Genau 93x habe ich diesen Satz heute gehört. Eigentlich ist das geschätzt. Aber es war verdammt oft.
Ich wünschte niemandem ein “Guets Nöis”. Wenn ein neuer Zyklus im Tzolkin-Kalender beginnt, kratzt das auch kein Schwein.
“Das ist bloss Anstand.”
Oh? Ich bin also unanständig, wenn ich mich nicht an euer Kalendersystem und an eure Verhaltensregeln anpasse?
Das bin ich wohl. Unanständig und asozial.
Die Herausforderung besteht aber nicht darin, dass ich mich anpasse, sondern darin, dass ich mich akzeptiere, so wie ich bin – in euren Augen unanständig und asozial.
Longneck
Genau. Auch etwas, bei dem ich fragen kann: Warum macht man das?
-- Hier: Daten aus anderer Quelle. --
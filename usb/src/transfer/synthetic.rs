// An in-process loopback transport. Capture buffers are filled from a
// generator when submitted and playback buffers are handed to a consumer, so
// the whole stream can run without hardware.
use crate::transfer::{
    BulkTransport, Completion, TransferBuffer, TransferError, TransferStatus,
};
use std::collections::VecDeque;
use std::thread::sleep;
use std::time::Duration;

type Generator = Box<dyn FnMut(&mut [u8]) + Send>;
type Consumer = Box<dyn FnMut(&[u8]) + Send>;

pub struct SyntheticSlot {
    index: usize,
    buffer: Vec<u8>,
}

impl TransferBuffer for SyntheticSlot {
    fn as_slice(&self) -> &[u8] {
        &self.buffer
    }

    fn as_mut_slice(&mut self) -> &mut [u8] {
        &mut self.buffer
    }
}

#[derive(Default)]
pub struct SyntheticTransport {
    generator: Option<Generator>,
    consumer: Option<Consumer>,
    pending: VecDeque<Completion>,
    latency: Duration,
    submissions: usize,
    fail_submission: Option<usize>,
    fail_every: Option<usize>,
    waits: usize,
    fail_wait: Option<usize>,
    cancels: usize,
    fail_cancel: Option<usize>,
    short_by: usize,
}

impl SyntheticTransport {
    pub fn new() -> Self {
        Self::default()
    }

    /// Fills each submitted buffer, as a device streaming to the host would.
    pub fn with_generator<F: FnMut(&mut [u8]) + Send + 'static>(mut self, generator: F) -> Self {
        self.generator = Some(Box::new(generator));
        self
    }

    /// Receives each submitted buffer, as a device accepting samples would.
    pub fn with_consumer<F: FnMut(&[u8]) + Send + 'static>(mut self, consumer: F) -> Self {
        self.consumer = Some(Box::new(consumer));
        self
    }

    /// Delay applied to every `wait` that has completions to deliver.
    pub fn with_latency(mut self, latency: Duration) -> Self {
        self.latency = latency;
        self
    }

    /// The nth submission (counting from 1) is refused.
    pub fn fail_submission(mut self, nth: usize) -> Self {
        self.fail_submission = Some(nth);
        self
    }

    /// Every nth submission completes with a transfer error.
    pub fn fail_every(mut self, nth: usize) -> Self {
        self.fail_every = Some(nth);
        self
    }

    /// The nth `wait` (counting from 1) fails without delivering anything.
    pub fn fail_wait(mut self, nth: usize) -> Self {
        self.fail_wait = Some(nth);
        self
    }

    /// The nth cancellation request (counting from 1) is refused and the
    /// transfer completes normally.
    pub fn fail_cancel(mut self, nth: usize) -> Self {
        self.fail_cancel = Some(nth);
        self
    }

    /// Completed transfers report this many bytes fewer than requested.
    pub fn short_by(mut self, bytes: usize) -> Self {
        self.short_by = bytes;
        self
    }

    pub fn submissions(&self) -> usize {
        self.submissions
    }
}

impl BulkTransport for SyntheticTransport {
    type Slot = SyntheticSlot;

    fn allocate(&mut self, index: usize, length: usize) -> Result<SyntheticSlot, rusb::Error> {
        Ok(SyntheticSlot {
            index,
            buffer: vec![0; length],
        })
    }

    fn submit(&mut self, slot: &mut SyntheticSlot) -> Result<(), rusb::Error> {
        self.submissions += 1;
        if self.fail_submission == Some(self.submissions) {
            return Err(rusb::Error::Io);
        }

        if let Some(generator) = self.generator.as_mut() {
            generator(&mut slot.buffer);
        }
        if let Some(consumer) = self.consumer.as_mut() {
            consumer(&slot.buffer);
        }

        let failed = self
            .fail_every
            .is_some_and(|nth| self.submissions % nth == 0);
        let completion = if failed {
            Completion {
                slot: slot.index,
                status: TransferStatus::Failed(TransferError::Error),
                actual_length: 0,
            }
        } else {
            Completion {
                slot: slot.index,
                status: TransferStatus::Completed,
                actual_length: slot.buffer.len().saturating_sub(self.short_by),
            }
        };
        self.pending.push_back(completion);
        Ok(())
    }

    fn cancel(&mut self, slot: &mut SyntheticSlot) -> Result<(), rusb::Error> {
        self.cancels += 1;
        if self.fail_cancel == Some(self.cancels) {
            return Err(rusb::Error::Io);
        }

        let pending = self
            .pending
            .iter_mut()
            .find(|c| c.slot == slot.index && c.status != TransferStatus::Cancelled)
            .ok_or(rusb::Error::NotFound)?;
        pending.status = TransferStatus::Cancelled;
        pending.actual_length = 0;
        Ok(())
    }

    fn wait(
        &mut self,
        timeout: Duration,
        completions: &mut Vec<Completion>,
    ) -> Result<(), rusb::Error> {
        self.waits += 1;
        if self.fail_wait == Some(self.waits) {
            return Err(rusb::Error::Io);
        }

        if self.pending.is_empty() {
            sleep(timeout);
            return Ok(());
        }
        if !self.latency.is_zero() {
            sleep(self.latency.min(timeout));
        }
        completions.extend(self.pending.drain(..));
        Ok(())
    }
}

#[cfg(test)]
mod tests {
    use super::*;

    #[test]
    fn generator_fills_submitted_buffers() {
        let mut transport = SyntheticTransport::new().with_generator(|buffer| buffer.fill(0x5a));
        let mut slot = transport.allocate(0, 8).unwrap();
        transport.submit(&mut slot).unwrap();
        assert_eq!(slot.as_slice(), &[0x5a; 8]);

        let mut completions = vec![];
        transport
            .wait(Duration::from_millis(1), &mut completions)
            .unwrap();
        assert_eq!(
            completions,
            vec![Completion {
                slot: 0,
                status: TransferStatus::Completed,
                actual_length: 8
            }]
        );
    }

    #[test]
    fn cancel_after_delivery_is_not_found() {
        let mut transport = SyntheticTransport::new();
        let mut slot = transport.allocate(1, 4).unwrap();
        transport.submit(&mut slot).unwrap();
        transport.cancel(&mut slot).unwrap();
        assert_eq!(transport.cancel(&mut slot), Err(rusb::Error::NotFound));

        let mut completions = vec![];
        transport
            .wait(Duration::from_millis(1), &mut completions)
            .unwrap();
        assert_eq!(completions[0].status, TransferStatus::Cancelled);
        assert_eq!(transport.cancel(&mut slot), Err(rusb::Error::NotFound));
    }

    #[test]
    fn refused_cancel_leaves_the_transfer_running() {
        let mut transport = SyntheticTransport::new().fail_cancel(1);
        let mut slot = transport.allocate(0, 4).unwrap();
        transport.submit(&mut slot).unwrap();
        assert_eq!(transport.cancel(&mut slot), Err(rusb::Error::Io));

        let mut completions = vec![];
        transport
            .wait(Duration::from_millis(1), &mut completions)
            .unwrap();
        assert_eq!(completions[0].status, TransferStatus::Completed);
    }

    #[test]
    fn failed_wait_keeps_completions_pending() {
        let mut transport = SyntheticTransport::new().fail_wait(1);
        let mut slot = transport.allocate(0, 4).unwrap();
        transport.submit(&mut slot).unwrap();

        let mut completions = vec![];
        assert_eq!(
            transport.wait(Duration::from_millis(1), &mut completions),
            Err(rusb::Error::Io)
        );
        assert!(completions.is_empty());
        transport
            .wait(Duration::from_millis(1), &mut completions)
            .unwrap();
        assert_eq!(completions.len(), 1);
    }

    #[test]
    fn injected_failures() {
        let mut transport = SyntheticTransport::new().fail_every(2).fail_submission(3);
        let mut slot = transport.allocate(0, 4).unwrap();
        transport.submit(&mut slot).unwrap();
        transport.submit(&mut slot).unwrap();
        assert_eq!(transport.submit(&mut slot), Err(rusb::Error::Io));

        let mut completions = vec![];
        transport
            .wait(Duration::from_millis(1), &mut completions)
            .unwrap();
        let statuses: Vec<_> = completions.iter().map(|c| c.status).collect();
        assert_eq!(
            statuses,
            vec![
                TransferStatus::Completed,
                TransferStatus::Failed(TransferError::Error)
            ]
        );
    }
}
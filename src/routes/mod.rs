use crate::models::AppState;
use axum::Router;

use chrono::NaiveDate;

use crate::error::ApiError;

pub mod appointment_routes;
pub mod dashboard_routes;
pub mod doctor_routes;
pub mod home_routes;
pub mod medicine_routes;
pub mod patient_routes;
pub mod prescription_routes;
pub mod report_routes;
pub mod user_routes;

pub fn router(state: AppState) -> Router {
    Router::new()
        .nest("/api/v1/users", user_routes::router())
        .nest("/api/v1/reports", report_routes::router())
        .nest("/api/v1/dashboard", dashboard_routes::router())
        .nest("/api/v1", patient_routes::router())
        .nest("/api/v1", doctor_routes::router())
        .nest("/api/v1", medicine_routes::router())
        .nest("/api/v1", appointment_routes::router())
        .nest("/api/v1", prescription_routes::router())
        .merge(home_routes::router())
        .with_state(state)
}

/// Query-string date (`YYYY-MM-DD`). Missing or blank means "no bound".
pub(crate) fn parse_date_param(name: &str, value: Option<&str>) -> Result<Option<NaiveDate>, ApiError> {
    match value.map(str::trim).filter(|s| !s.is_empty()) {
        None => Ok(None),
        Some(s) => NaiveDate::parse_from_str(s, "%Y-%m-%d")
            .map(Some)
            .map_err(|_| ApiError::BadRequest("VALIDATION_ERROR", format!("{name} must be YYYY-MM-DD"))),
    }
}

#[cfg(test)]
mod tests {
    use super::*;
    use axum::body::{Body, to_bytes};
    use axum::http::{Request, StatusCode, header};
    use serde_json::Value;
    use tower::ServiceExt;

    use crate::db::testing;
    use crate::models::AppointmentStatus;
    use crate::store::appointments;

    async fn send(app: Router, req: Request<Body>) -> (StatusCode, Value) {
        let res = app.oneshot(req).await.unwrap();
        let status = res.status();
        let bytes = to_bytes(res.into_body(), usize::MAX).await.unwrap();
        (status, serde_json::from_slice(&bytes).unwrap())
    }

    fn post_json(uri: &str, body: &str) -> Request<Body> {
        Request::post(uri)
            .header(header::CONTENT_TYPE, "application/json")
            .body(Body::from(body.to_string()))
            .unwrap()
    }

    fn get(uri: &str) -> Request<Body> {
        Request::get(uri).body(Body::empty()).unwrap()
    }

    #[tokio::test]
    async fn unknown_status_answers_validation_error_envelope() {
        let db = testing::pool().await;
        let patient = testing::patient(&db, "Zhang San").await;
        let doctor = testing::doctor(&db, "Dr. Li", "Internal Medicine").await;
        let appt = testing::appointment(&db, patient, doctor, "2024-11-01 09:00").await;
        let app = router(AppState { db: db.pool.clone() });

        let (status, body) = send(
            app,
            post_json(&format!("/api/v1/appointments/{appt}/status"), r#"{"status":"arrived"}"#),
        )
        .await;

        assert_eq!(status, StatusCode::BAD_REQUEST);
        assert_eq!(body["success"], false);
        assert_eq!(body["code"], "VALIDATION_ERROR");
        assert!(body["message"].as_str().unwrap().contains("status"));
        assert_eq!(
            appointments::get(&db, appt).await.unwrap().status,
            AppointmentStatus::Scheduled
        );
    }

    #[tokio::test]
    async fn malformed_path_query_and_body_use_the_same_envelope() {
        let db = testing::pool().await;
        let app = router(AppState { db: db.pool.clone() });

        for req in [
            get("/api/v1/patients/abc"),
            get("/api/v1/medicines/search?min_stock=lots"),
            post_json("/api/v1/prescriptions", "{not json"),
        ] {
            let (status, body) = send(app.clone(), req).await;
            assert_eq!(status, StatusCode::BAD_REQUEST);
            assert_eq!(body["success"], false);
            assert_eq!(body["code"], "VALIDATION_ERROR");
        }
    }

    #[tokio::test]
    async fn overdrawn_prescription_is_a_conflict() {
        let db = testing::pool().await;
        let patient = testing::patient(&db, "Li Si").await;
        let doctor = testing::doctor(&db, "Dr. Wang", "Surgery").await;
        let appt = testing::appointment(&db, patient, doctor, "2024-11-02 10:00").await;
        let medicine = testing::medicine(&db, "Ibuprofen", 2200, 2).await;
        let app = router(AppState { db: db.pool.clone() });

        let (status, body) = send(
            app,
            post_json(
                "/api/v1/prescriptions",
                &format!(r#"{{"appointment_id":{appt},"medicine_id":{medicine},"quantity":5}}"#),
            ),
        )
        .await;

        assert_eq!(status, StatusCode::CONFLICT);
        assert_eq!(body["success"], false);
        assert_eq!(body["code"], "INSUFFICIENT_STOCK");
    }

    #[test]
    fn blank_date_param_is_no_bound() {
        assert_eq!(parse_date_param("start_date", None).unwrap(), None);
        assert_eq!(parse_date_param("start_date", Some("  ")).unwrap(), None);
        assert_eq!(
            parse_date_param("start_date", Some("2024-03-01")).unwrap(),
            NaiveDate::from_ymd_opt(2024, 3, 1)
        );
        assert!(parse_date_param("start_date", Some("03/01/2024")).is_err());
    }
}
use axum::{Json, Router, extract::State, routing::get};

use crate::error::ApiError;
use crate::models::AppState;

#[derive(serde::Serialize)]
pub struct HealthResponse {
    pub status: &'static str,
    pub database: &'static str,
}

pub fn router() -> Router<AppState> {
    Router::new().route("/health", get(health))
}

pub async fn health(State(state): State<AppState>) -> Result<Json<HealthResponse>, ApiError> {
    sqlx::query("SELECT 1")
        .execute(&state.db)
        .await
        .map_err(|e| ApiError::Internal(format!("db error: {e}")))?;

    Ok(Json(HealthResponse {
        status: "ok",
        database: "reachable",
    }))
}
Wenn dich jemand fragt, geht’s gut – sag mal “nein” ![]()
Garantiert kommt dann ein “warum?” – typisch. Wenn ich mit “ja” antworte, muss ich das ja auch nicht begründen.
Ich antworte immer “ja”. Denn ich will meinen Befindlichkeitszustand nicht rechtfertigen müssen und begründen. Es ist wie es ist.



Daniel
*hihi*
Nunja, es ist etwa gleich wie die formale Frage:”Gehts gut?”
Mit dieser Frage wird man bedeutend mehr im Alltag konfrontiert und jeder kann sich selbst dabei denken, wie viele das wirklich interessiert. Hat doch was oder?